* Assignment *
Find and return every line of the data that contains the word "impl".

* Information shown *
= = = = =
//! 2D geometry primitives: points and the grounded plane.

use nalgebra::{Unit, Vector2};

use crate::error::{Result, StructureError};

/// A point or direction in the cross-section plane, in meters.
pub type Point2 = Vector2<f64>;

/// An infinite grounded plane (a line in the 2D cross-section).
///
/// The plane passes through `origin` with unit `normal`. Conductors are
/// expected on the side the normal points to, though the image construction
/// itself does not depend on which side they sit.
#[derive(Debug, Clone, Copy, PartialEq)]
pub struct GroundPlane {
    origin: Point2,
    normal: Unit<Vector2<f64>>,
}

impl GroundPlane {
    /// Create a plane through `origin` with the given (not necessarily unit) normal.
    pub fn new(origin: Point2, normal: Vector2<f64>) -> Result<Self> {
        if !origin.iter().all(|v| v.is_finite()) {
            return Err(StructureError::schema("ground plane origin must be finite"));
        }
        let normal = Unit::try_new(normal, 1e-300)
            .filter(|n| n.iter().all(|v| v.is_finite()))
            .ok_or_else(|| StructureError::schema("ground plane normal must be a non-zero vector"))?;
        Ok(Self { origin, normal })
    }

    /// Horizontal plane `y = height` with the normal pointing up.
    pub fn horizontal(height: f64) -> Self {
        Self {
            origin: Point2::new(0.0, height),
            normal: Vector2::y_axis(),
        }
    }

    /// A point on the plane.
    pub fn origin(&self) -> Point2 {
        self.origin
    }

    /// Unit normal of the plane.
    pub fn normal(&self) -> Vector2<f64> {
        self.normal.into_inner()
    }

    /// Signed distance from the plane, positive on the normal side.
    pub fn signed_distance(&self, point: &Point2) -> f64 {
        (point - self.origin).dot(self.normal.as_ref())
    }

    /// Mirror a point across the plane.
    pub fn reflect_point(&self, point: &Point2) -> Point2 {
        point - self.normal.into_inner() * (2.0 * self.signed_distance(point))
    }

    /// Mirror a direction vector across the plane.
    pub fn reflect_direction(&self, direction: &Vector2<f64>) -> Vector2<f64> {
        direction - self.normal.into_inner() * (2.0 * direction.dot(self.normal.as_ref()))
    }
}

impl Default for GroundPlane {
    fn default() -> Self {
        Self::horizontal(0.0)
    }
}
= = = = =
* Output of the exercise *
impl GroundPlane {
impl Default for GroundPlane {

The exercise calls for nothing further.